Assemblyman Das Williams speaks during the Isla Vista self-governance forum. Alex Nagase/Daily Nexus

The Santa Barbara Local Agency Formation Committee (LAFCO) met to review a report on Assemblymember Das Williams’ introduction of Assembly Bill 3 (AB 3) to the California State Assembly on Dec. 1 to propose the creation of a Community Services District (CSD) in Isla Vista. Alex Nagase/Daily Nexus

The Santa Barbara Local Agency Formation Committee (LAFCO) met at the Board of Supervisors Hearing Room at the Santa Barbara County Administration in Santa Barbara to review a report on the proposed formation of a Community Services District (CSD) in Isla Vista.

California Assemblymember Das Williams introduced Assembly Bill 3 (AB 3) to the California State Assembly on Dec. 1 to propose the creation of an I.V. CSD to provide infrastructure and services to I.V. residents. Students, I.V. residents and community members and stakeholders attended the meeting to voice their opinion on the importance of AB 3 and push for LAFCO’s support of the bill. LAFCO assigned commissioners Doreen Farr, Greg Geyer and Jeff Moorhouse to work with Williams on the bill and report to LAFCO on the progress being made.

Williams said he believes LAFCO should play a role in the process of getting AB 3 passed, in addition to the Santa Barbara County Board of Supervisors.

“I think the beginning is right now. I have asked for meetings with a number of individual board members and I would ask for meetings with all of them,” Williams said. “But in addition to individual meetings I would think LAFCO with your staff and board members should be a part of our stakeholder process.”

Williams said the formation of a CSD in I.V. would assist the Board of Supervisors in the work they are doing to improve I.V.

“I would say CSD could speed up the great work that board member Farr and others on the Board of Supervisors have done to provide safety lighting in Isla Vista, which is an integral part of the sexual assault issue out in Isla Vista,” Williams said.

District Six Representative on the Santa Barbara City College Board of Trustees Jonathan Abboud said I.V. needs self-governance because its dense population makes it unlike other unincorporated areas.

“Isla Vista is a very unique place with probably one of the most dense communities on this side of the Mississippi and this CSD doesn’t go through the traditional LAFCO process because it is custom-tailored for Isla Vista,” Abboud said. “There are very specific things that are different for Isla Vista that don’t apply to a general unincorporated area. We waited for 40 years. Do we need to wait for another tragedy to get things going?”

According to Williams, the CSD would also help address the issue of insufficient law enforcement in I.V. in relation to a recent increase in population.

“The second possibility would be to address the fact that while the population of Isla Vista has risen 25 percent, the amount of boots on the ground of law forcing officers has remained … relatively constant,” Williams said.

Thirty-year I.V. resident Thomas Dixon spoke at the meeting and said he supported AB 3 because he does not approve of manner which I.V. is currently governed.
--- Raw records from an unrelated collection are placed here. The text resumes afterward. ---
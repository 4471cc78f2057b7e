//! # Transport Calculation
//!
//! Simulates the configured trip and estimates peak stress from the trip's
//! peak g-force, normalised to a 2 g reference. Each run draws a fresh trace,
//! so repeated estimates of one configuration differ in their numbers.

use rand::Rng;

use crate::errors::SimResult;
use crate::materials::Material;
use crate::scenarios::{TestType, TransportConfig};
use crate::simulation::simulate_transport;

use super::{TestDetails, TestResult};

/// Peak stress at the reference g-force, as a fraction of yield
const STRESS_RATIO: f64 = 0.15;

/// Reference peak g-force
const REFERENCE_G: f64 = 2.0;

/// Estimate a transport simulation.
pub fn calculate<R: Rng + ?Sized>(
    config: &TransportConfig,
    material: &Material,
    rng: &mut R,
) -> SimResult<TestResult> {
    config.validate()?;

    let trace = simulate_transport(config.distance_km, config.route_type, rng)?;
    let max_g_force = trace.max_g_force;

    let base_stress = material.yield_strength_mpa().0;
    let max_stress = base_stress * STRESS_RATIO * (max_g_force / REFERENCE_G);

    Ok(TestResult::from_stresses(
        TestType::Transport,
        base_stress,
        max_stress,
        TestDetails::Transport { max_g_force, trace },
    ))
}

#[cfg(test)]
mod tests {
    use super::*;
    use crate::materials::MaterialCatalog;
    use crate::scenarios::RouteType;
    use crate::simulation::rng;
    use approx::assert_relative_eq;

    #[test]
    fn test_stress_follows_peak_g() {
        let catalog = MaterialCatalog::with_builtins();
        let aluminum = catalog.get("Aluminum").unwrap();
        let config = TransportConfig::new(2500, "Off-road/Rural");
        let result = calculate(&config, aluminum, &mut rng::seeded(31)).unwrap();

        let max_g = result.max_g_force().unwrap();
        assert_relative_eq!(result.max_stress_mpa, 100.0 * 0.15 * max_g / 2.0, epsilon = 1e-9);
        assert_relative_eq!(result.safety_factor, 2.0 / (0.15 * max_g), epsilon = 1e-9);
    }

    #[test]
    fn test_seeded_runs_repeat() {
        let catalog = MaterialCatalog::with_builtins();
        let pp = catalog.get("PP").unwrap();
        let config = TransportConfig {
            distance_km: 150,
            route_type: RouteType::PrimarilyCity,
        };
        let a = calculate(&config, pp, &mut rng::seeded(32)).unwrap();
        let b = calculate(&config, pp, &mut rng::seeded(32)).unwrap();
        assert_eq!(a, b);
    }

    #[test]
    fn test_trace_attached() {
        let catalog = MaterialCatalog::with_builtins();
        let config = TransportConfig::new(100, "Primarily Highway");
        let result = calculate(&config, catalog.get("PET").unwrap(), &mut rng::seeded(33)).unwrap();
        match result.details {
            TestDetails::Transport { trace, .. } => assert_eq!(trace.len(), 200),
            other => panic!("unexpected details {:?}", other),
        }
    }
}
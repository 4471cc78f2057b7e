//! Seedable simulation RNG.
//!
//! Wraps `ChaCha8Rng` so the same seed yields the same trace on every
//! platform. Sessions without a seed draw one from OS entropy.

use rand::SeedableRng;
use rand_chacha::ChaCha8Rng;

/// Random source shared by the simulators of one pipeline.
pub type SimRng = ChaCha8Rng;

/// A generator with a fixed seed.
pub fn seeded(seed: u64) -> SimRng {
    ChaCha8Rng::seed_from_u64(seed)
}

/// A generator seeded from OS entropy.
pub fn from_entropy() -> SimRng {
    ChaCha8Rng::from_entropy()
}

/// A fixed-seed generator when `seed` is set, otherwise an entropy-seeded one.
pub fn from_optional_seed(seed: Option<u64>) -> SimRng {
    match seed {
        Some(seed) => seeded(seed),
        None => from_entropy(),
    }
}
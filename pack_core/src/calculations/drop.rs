//! # Drop Test Calculation
//!
//! Free-fall impact of a package dropped from a given height.
//!
//! ## Assumptions
//!
//! - 1 kg reference mass for the kinetic energy figure
//! - Peak stress grows with the square root of height, normalised to a 1 m drop
//! - Orientation does not change the estimate (it is reported for context)
//!
//! Because the peak stress scales from the same base stress the safety factor
//! divides by, the drop safety factor reduces to `1 / (0.4 · √h)` for every
//! material.

use crate::errors::SimResult;
use crate::materials::Material;
use crate::scenarios::{DropConfig, TestType};
use crate::units::STANDARD_GRAVITY;

use super::{TestDetails, TestResult};

/// Peak stress at a 1 m drop, as a fraction of yield
const STRESS_RATIO: f64 = 0.4;

/// Drop height the stress ratio is normalised to (m)
const REFERENCE_HEIGHT_M: f64 = 1.0;

/// Reference package mass (kg)
const REFERENCE_MASS_KG: f64 = 1.0;

/// Impact velocity after free fall from `height_m`: `v = √(2gh)`
pub fn impact_velocity(height_m: f64) -> f64 {
    (2.0 * STANDARD_GRAVITY * height_m).sqrt()
}

/// Estimate a drop test.
pub fn calculate(config: &DropConfig, material: &Material) -> SimResult<TestResult> {
    config.validate()?;

    let base_stress = material.yield_strength_mpa().0;

    let velocity = impact_velocity(config.height_m);
    let kinetic_energy = 0.5 * REFERENCE_MASS_KG * velocity.powi(2);

    let height_factor = (config.height_m / REFERENCE_HEIGHT_M).sqrt();
    let max_stress = base_stress * STRESS_RATIO * height_factor;

    Ok(TestResult::from_stresses(
        TestType::Drop,
        base_stress,
        max_stress,
        TestDetails::Drop {
            impact_velocity_m_s: velocity,
            kinetic_energy_j: kinetic_energy,
        },
    ))
}
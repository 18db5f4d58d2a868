//! Translation module for BhashaLink.
//!
//! This module provides:
//! * [`Translator`] — async trait implemented by all translation backends.
//! * [`NllbTranslator`] — hosted NLLB-200 inference endpoint client.
//! * [`TranslateError`] — error variants for translation.
//!
//! # Quick start
//!
//! ```rust,no_run
//! use bhashalink::config::AppConfig;
//! use bhashalink::lang::{resolve_source, resolve_target};
//! use bhashalink::translate::{NllbTranslator, Translator};
//!
//! #[tokio::main]
//! async fn main() {
//!     let config = AppConfig::default();
//!     let translator = NllbTranslator::from_config(&config.translation);
//!
//!     let hindi = translator
//!         .translate("Good morning", resolve_source("1. English"), resolve_target("2. Hindi"))
//!         .await
//!         .unwrap();
//!     println!("{hindi}");
//! }
//! ```

pub mod translator;

pub use crate::config::GenerationParams;
pub use translator::{NllbTranslator, TranslateError, Translator};
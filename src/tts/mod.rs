//! Text-to-speech module.
//!
//! # Architecture
//!
//! ```text
//! translated text
//!        │
//!        ▼
//!  tokenizer::split_text      (≤100-char chunks, cut at punctuation/spaces)
//!        │
//!        ▼
//!  GoogleTts::synthesize      (one batchexecute RPC per chunk)
//!        │  MP3 fragments, concatenated
//!        ▼
//!  output::save_to_temp_mp3   (speech-*.mp3 in the speech dir)
//! ```
//!
//! # Quick start
//!
//! ```rust,no_run
//! use bhashalink::config::{AppConfig, AppPaths};
//! use bhashalink::tts::{save_to_temp_mp3, GoogleTts, SpeechSynthesizer};
//!
//! #[tokio::main]
//! async fn main() {
//!     let config = AppConfig::default();
//!     let tts = GoogleTts::from_config(&config.tts);
//!     let mp3 = tts.synthesize("नमस्ते", "hi").await.unwrap();
//!     let path = save_to_temp_mp3(&AppPaths::new().speech_dir, &mp3).unwrap();
//!     println!("{}", path.display());
//! }
//! ```

pub mod engine;
pub mod output;
pub mod tokenizer;

// ── Public re-exports ──────────────────────────────────────────────────────

pub use engine::{extract_audio, package_rpc, GoogleTts, SpeechSynthesizer, TtsError};
pub use output::{remove_stale, save_to_temp_mp3};
pub use tokenizer::{split_text, MAX_CHUNK_CHARS};

#[cfg(test)]
pub use engine::MockSynthesizer;
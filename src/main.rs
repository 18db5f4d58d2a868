//! Application entry point — BhashaLink.
//!
//! # Startup sequence
//!
//! 1. Initialise logging.
//! 2. Load [`AppConfig`] from disk (returns default on first run).
//! 3. Sweep speech files left over from earlier sessions.
//! 4. Create [`tokio`] runtime (multi-thread, 2 workers).
//! 5. Build the translator ([`NllbTranslator`]) and speech backend
//!    ([`GoogleTts`]) from config.
//! 6. Spawn the pipeline orchestrator on the tokio runtime.
//! 7. Run [`eframe::run_native`] — blocks the main thread until the window
//!    is closed.

use std::sync::Arc;

use bhashalink::{
    app::{install_fallback_fonts, BhashaLinkApp},
    config::{AppConfig, AppPaths},
    pipeline::{new_shared_state, PipelineCommand, PipelineOrchestrator},
    translate::{NllbTranslator, Translator},
    tts::{remove_stale, GoogleTts, SpeechSynthesizer},
};
use tokio::sync::mpsc;

// ---------------------------------------------------------------------------
// Native options builder
// ---------------------------------------------------------------------------

fn native_options(config: &AppConfig) -> eframe::NativeOptions {
    let (width, height) = config.ui.window_size;
    let vp = egui::ViewportBuilder::default()
        .with_title("BhashaLink")
        .with_inner_size([width, height])
        .with_min_inner_size([480.0, 400.0]);

    eframe::NativeOptions {
        viewport: vp,
        ..Default::default()
    }
}

// ---------------------------------------------------------------------------
// main
// ---------------------------------------------------------------------------

fn main() -> eframe::Result<()> {
    // 1. Logging
    env_logger::Builder::from_env(env_logger::Env::default().default_filter_or("info")).init();
    log::info!("BhashaLink starting up");

    // 2. Configuration
    let config = AppConfig::load().unwrap_or_else(|e| {
        log::warn!("Failed to load config ({e}); using defaults");
        AppConfig::default()
    });

    // 3. Speech directory
    let speech_dir = AppPaths::new().speech_dir;
    match remove_stale(&speech_dir) {
        Ok(0) => {}
        Ok(n) => log::info!("Removed {n} stale speech file(s) from {}", speech_dir.display()),
        Err(e) => log::warn!("Could not sweep {}: {e}", speech_dir.display()),
    }

    // 4. Tokio runtime (2 worker threads — translation + speech)
    let rt = tokio::runtime::Builder::new_multi_thread()
        .worker_threads(2)
        .enable_all()
        .build()
        .map_err(|e| eframe::Error::AppCreation(Box::new(e)))?;

    // 5. Backends
    let nllb = NllbTranslator::from_config(&config.translation);
    log::info!(
        "Loading NLLB-200 translation model {} via {}",
        config.translation.model,
        nllb.endpoint()
    );
    if config.translation.resolved_api_key().is_none() {
        log::warn!("No API key configured and HF_TOKEN is unset; requests may be rate limited");
    }
    let translator: Arc<dyn Translator> = Arc::new(nllb);

    let google = GoogleTts::from_config(&config.tts);
    log::info!("Speech synthesis via {}", google.endpoint());
    let tts: Arc<dyn SpeechSynthesizer> = Arc::new(google);

    // 6. Pipeline
    let state = new_shared_state(config.clone());
    let (command_tx, command_rx) = mpsc::channel::<PipelineCommand>(16);

    let orchestrator =
        PipelineOrchestrator::new(Arc::clone(&state), translator, tts, speech_dir);
    rt.spawn(orchestrator.run(command_rx));

    // 7. Build the egui app and run it (blocks until the window is closed)
    let app = BhashaLinkApp::new(command_tx, state, config.clone());
    let options = native_options(&config);
    let font_paths = config.ui.font_paths.clone();

    let result = eframe::run_native(
        "BhashaLink",
        options,
        Box::new(move |cc| {
            install_fallback_fonts(&cc.egui_ctx, &font_paths);
            Ok(Box::new(app))
        }),
    );

    rt.shutdown_timeout(std::time::Duration::from_secs(1));
    result
}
“The whole country is aware of Isla Vista being a problem community. [Isla Vistans] should have the power to at least control some of that,” Dixon said. “If you just obstruct the community service district and don’t come up with something better you’re just kicking the can down the road. We can’t just simply live with the status quo, that simply is not acceptable.”

Williams said the CSD could also play a role in providing structure and control in the midst of the I.V. party culture, by modeling tactics used at other public universities.

“Cal Poly, which had a huge public safety issue around partying in their community, addressed it by hiring some students to be the face of Public Safety to address parties that were getting out of control,” Williams said.

Williams also said the role of the university in the establishment of self-governance in I.V. has taken a positive turn.

“The role of the university — that is the one thing that changed and I view as an opportunity,” Williams said. “I have been very critical in the past, as have many residents … and the fact is that this process, this trustee report, is a huge change on the part of the attitude of the university — a willingness to say ‘We’re a part of the problem, we’re also a part of the solution’ and an opportunity that we have not had in 40 years, and I ask that we try to seize upon that opportunity.”